Yeah. And it wouldn't be clear which function to use in case two
suitable functions (with different signatures) exist. So I guess this
actually requires a parameter.

I'd vote for "finalfunc_extra" - can't think of a better name, and I'm
not sure what the "m" in "mfinalfunc_extra" stands for.

regards
Tomas



Re: [GENERAL] aggregate returning anyarray and 'cannot determine result data type'

От
Tom Lane
Дата:
Tomas Vondra <tv@fuzzy.cz> writes:
> On 25.4.2014 23:26, Tom Lane wrote:
>> The problem is that the CREATE AGGREGATE syntax only specifies the 
>> name of the final function, not its argument list, so you have to 
>> make an assumption about the argument list in order to look up the 
>> final function in the first place.

> Yeah.
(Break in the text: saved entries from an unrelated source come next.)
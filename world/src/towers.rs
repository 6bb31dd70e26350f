//! Authoritative attacker state management utilities.

use std::collections::BTreeMap;

use gridlock_core::{AttackerId, AttackerProfile, AttackerSnapshot, CellCoord};

/// Attacker stored inside the world.
#[derive(Clone, Debug)]
pub(crate) struct Attacker {
    pub(crate) id: AttackerId,
    pub(crate) cell: CellCoord,
    pub(crate) profile: AttackerProfile,
    /// Ticks remaining before the next attack evaluation.
    pub(crate) ready_in: u32,
}

impl Attacker {
    pub(crate) fn snapshot(&self) -> AttackerSnapshot {
        AttackerSnapshot {
            id: self.id,
            cell: self.cell,
            profile: self.profile,
            ready_in: self.ready_in,
        }
    }

    pub(crate) const fn is_ready(&self) -> bool {
        self.ready_in == 0
    }

    /// Restarts the cooldown after an attack evaluation.
    pub(crate) fn rearm(&mut self) {
        self.ready_in = self.profile.interval_ticks;
    }
}

/// Registry that stores attackers and manages identifier allocation.
#[derive(Debug)]
pub(crate) struct AttackerRegistry {
    entries: BTreeMap<AttackerId, Attacker>,
    next_attacker_id: AttackerId,
}

impl AttackerRegistry {
    /// Creates an empty attacker registry with a reset identifier counter.
    pub(crate) fn new() -> Self {
        Self {
            entries: BTreeMap::new(),
            next_attacker_id: AttackerId::new(0),
        }
    }

    /// Stores a new attacker whose first evaluation happens one full interval
    /// after placement.
    pub(crate) fn place(&mut self, cell: CellCoord, profile: AttackerProfile) -> AttackerId {
        let id = self.next_attacker_id;
        self.next_attacker_id = AttackerId::new(id.get().saturating_add(1));
        let _ = self.entries.insert(
            id,
            Attacker {
                id,
                cell,
                profile,
                ready_in: profile.interval_ticks,
            },
        );
        id
    }

    /// Counts every cooldown down by one tick.
    pub(crate) fn tick_cooldowns(&mut self) {
        for attacker in self.entries.values_mut() {
            attacker.ready_in = attacker.ready_in.saturating_sub(1);
        }
    }

    pub(crate) fn get_mut(&mut self, id: AttackerId) -> Option<&mut Attacker> {
        self.entries.get_mut(&id)
    }

    pub(crate) fn iter(&self) -> impl Iterator<Item = &Attacker> {
        self.entries.values()
    }
}
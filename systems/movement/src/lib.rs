#![deny(
    unsafe_code,
    missing_docs,
    dead_code,
    unused_results,
    non_snake_case,
    unreachable_pub
)]

//! Deterministic movement system that advances movers along the route.
//!
//! Each tick every active mover either interpolates toward the next route
//! coordinate, walks one leg of a local detour, or plans a detour when a route
//! change left it stranded. The system never mutates the world; it emits one
//! [`Command::AdvanceMover`] per mover that changes state.

mod detour;

use gridlock_core::{
    CellCoord, CellPoint, CellTransition, Command, Detour, Event, MoverId, MoverPhase,
    MoverSnapshot, MoverStep, MoverView, Route, ARRIVAL_EPSILON,
};
use thiserror::Error;
use tracing::{trace, warn};

use detour::DetourPlanner;

/// Errors raised when the movement inputs contradict each other.
#[derive(Clone, Copy, Debug, PartialEq, Eq, Error)]
pub enum MovementError {
    /// A mover carries a route index beyond the route it is synchronised to.
    #[error("route index {index} exceeds route length {len} for mover {mover:?}")]
    RouteIndexOutOfBounds {
        /// Mover that carried the index.
        mover: MoverId,
        /// Offending index.
        index: usize,
        /// Length of the route.
        len: usize,
    },
    /// The route holds no coordinates.
    #[error("movers cannot follow an empty route")]
    EmptyRoute,
}

/// Pure system that reacts to world events and emits movement commands.
#[derive(Debug, Default)]
pub struct Movement {
    detours: DetourPlanner,
}

impl Movement {
    /// Consumes world events and immutable views to emit movement commands.
    ///
    /// Movers are planned in ascending id order. Nothing is emitted unless the
    /// batch contains [`Event::TimeAdvanced`].
    pub fn handle<F>(
        &mut self,
        events: &[Event],
        mover_view: &MoverView,
        route: &Route,
        dimensions: (u32, u32),
        is_cell_blocked: F,
        out: &mut Vec<Command>,
    ) -> Result<(), MovementError>
    where
        F: Fn(CellCoord) -> bool,
    {
        if !events
            .iter()
            .any(|event| matches!(event, Event::TimeAdvanced { .. }))
        {
            return Ok(());
        }
        if route.is_empty() {
            return Err(MovementError::EmptyRoute);
        }

        for mover in mover_view.active() {
            if let Some(step) = self.plan_step(mover, route, dimensions, &is_cell_blocked)? {
                out.push(Command::AdvanceMover {
                    mover: mover.id,
                    step,
                });
            }
        }
        Ok(())
    }

    fn plan_step<F>(
        &mut self,
        mover: &MoverSnapshot,
        route: &Route,
        dimensions: (u32, u32),
        is_cell_blocked: &F,
    ) -> Result<Option<MoverStep>, MovementError>
    where
        F: Fn(CellCoord) -> bool,
    {
        let (nearest_index, distance) = route.nearest(mover.cell).ok_or(MovementError::EmptyRoute)?;
        let resync = mover.route_version != route.version();

        if let MoverPhase::Detouring(detour) = &mover.phase {
            if !resync {
                if let Some(waypoint) = detour.next_waypoint() {
                    if !is_cell_blocked(waypoint) {
                        return Ok(Some(walk_detour(mover, detour, waypoint, route)));
                    }
                }
            }
        }

        if distance > 0 {
            return Ok(self.start_detour(mover, nearest_index, route, dimensions, is_cell_blocked, resync));
        }

        let index = if resync {
            nearest_index
        } else {
            mover.route_index
        };
        follow_route(mover, index, route).map(Some)
    }

    fn start_detour<F>(
        &mut self,
        mover: &MoverSnapshot,
        nearest_index: usize,
        route: &Route,
        dimensions: (u32, u32),
        is_cell_blocked: &F,
        resync: bool,
    ) -> Option<MoverStep>
    where
        F: Fn(CellCoord) -> bool,
    {
        let origin = mover.cell;
        let target = route.get(nearest_index)?;

        let walk = self
            .detours
            .plan(dimensions, origin, |cell| cell == target, is_cell_blocked)
            .or_else(|| {
                self.detours
                    .plan(dimensions, origin, |cell| route.contains(cell), is_cell_blocked)
            });
        let Some(waypoints) = walk else {
            if resync {
                warn!(mover = ?mover.id, ?origin, "mover cannot reach the route; holding position");
            } else {
                trace!(mover = ?mover.id, ?origin, "mover still cut off from the route");
            }
            return Some(MoverStep {
                position: mover.position,
                phase: MoverPhase::FollowingRoute,
                route_index: nearest_index,
                transition: None,
            });
        };
        trace!(mover = ?mover.id, ?origin, waypoints = waypoints.len(), "planned detour");

        Some(MoverStep {
            position: mover.position,
            phase: MoverPhase::Detouring(Detour::new(waypoints)),
            route_index: nearest_index,
            transition: None,
        })
    }
}

fn walk_detour(
    mover: &MoverSnapshot,
    detour: &Detour,
    waypoint: CellCoord,
    route: &Route,
) -> MoverStep {
    if let Some(step) = settle(mover, waypoint, mover.phase.clone(), mover.route_index) {
        return step;
    }

    let target = CellPoint::from_cell(waypoint);
    let position = mover.position.approach(target, mover.speed.get());
    if position.distance(target) >= ARRIVAL_EPSILON {
        return MoverStep {
            position,
            phase: mover.phase.clone(),
            route_index: mover.route_index,
            transition: None,
        };
    }

    let transition = Some(CellTransition {
        from: mover.cell,
        to: waypoint,
        transient: true,
    });
    let detour = detour.clone().advanced();
    if !detour.is_finished() {
        return MoverStep {
            position: target,
            phase: MoverPhase::Detouring(detour),
            route_index: mover.route_index,
            transition,
        };
    }

    let route_index = route
        .position(waypoint)
        .or_else(|| route.nearest(waypoint).map(|(index, _)| index))
        .unwrap_or(mover.route_index);
    MoverStep {
        position: target,
        phase: phase_at(route_index, route),
        route_index,
        transition,
    }
}

/// Walks a mover back onto its committed cell when it sits between that cell
/// and a neighbour other than `target`.
///
/// Movers only ever travel along the segment joining their committed cell
/// and one neighbour, so a route change mid-cell never produces a diagonal
/// leg or a transition between non-adjacent cells.
fn settle(mover: &MoverSnapshot, target: CellCoord, phase: MoverPhase, route_index: usize) -> Option<MoverStep> {
    let committed = CellPoint::from_cell(mover.cell);
    let offset = (
        mover.position.column() - committed.column(),
        mover.position.row() - committed.row(),
    );
    if offset.0.hypot(offset.1) < ARRIVAL_EPSILON {
        return None;
    }
    let heading = CellPoint::from_cell(target);
    let axis = (
        heading.column() - committed.column(),
        heading.row() - committed.row(),
    );
    let across = offset.0 * axis.1 - offset.1 * axis.0;
    let along = offset.0 * axis.0 + offset.1 * axis.1;
    if across.abs() < ARRIVAL_EPSILON && along > 0.0 {
        return None;
    }

    let mut position = mover.position.approach(committed, mover.speed.get());
    if position.distance(committed) < ARRIVAL_EPSILON {
        position = committed;
    }
    Some(MoverStep {
        position,
        phase,
        route_index,
        transition: None,
    })
}

fn follow_route(mover: &MoverSnapshot, index: usize, route: &Route) -> Result<MoverStep, MovementError> {
    let out_of_bounds = MovementError::RouteIndexOutOfBounds {
        mover: mover.id,
        index,
        len: route.len(),
    };
    if index >= route.len() {
        return Err(out_of_bounds);
    }
    if index + 1 == route.len() {
        return Ok(MoverStep {
            position: mover.position,
            phase: MoverPhase::Arrived,
            route_index: index,
            transition: None,
        });
    }
    let next = route.get(index + 1).ok_or(out_of_bounds)?;
    if let Some(step) = settle(mover, next, MoverPhase::FollowingRoute, index) {
        return Ok(step);
    }

    let target = CellPoint::from_cell(next);
    let position = mover.position.approach(target, mover.speed.get());
    if position.distance(target) >= ARRIVAL_EPSILON {
        return Ok(MoverStep {
            position,
            phase: MoverPhase::FollowingRoute,
            route_index: index,
            transition: None,
        });
    }

    Ok(MoverStep {
        position: target,
        phase: phase_at(index + 1, route),
        route_index: index + 1,
        transition: Some(CellTransition {
            from: mover.cell,
            to: next,
            transient: false,
        }),
    })
}

fn phase_at(route_index: usize, route: &Route) -> MoverPhase {
    if route_index + 1 >= route.len() {
        MoverPhase::Arrived
    } else {
        MoverPhase::FollowingRoute
    }
}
And it wouldn't be clear which function to use in case two
> suitable functions (with different signatures) exist. So I guess this
> actually requires a parameter.

Exactly.

> I'd vote for "finalfunc_extra" - can't think of a better name, and I'm
> not sure what the "m" in "mfinalfunc_extra" stands for.

Sorry for not being clear.  The "m" version is the alternate setting for
the moving-aggregate sub-implementation, which is new as of a couple weeks
ago:
http://git.postgresql.org/gitweb/?p=postgresql.git;a=commitdiff;h=a9d9acbf219b9e96585779cd5f99d674d4ccba74
        regards, tom lane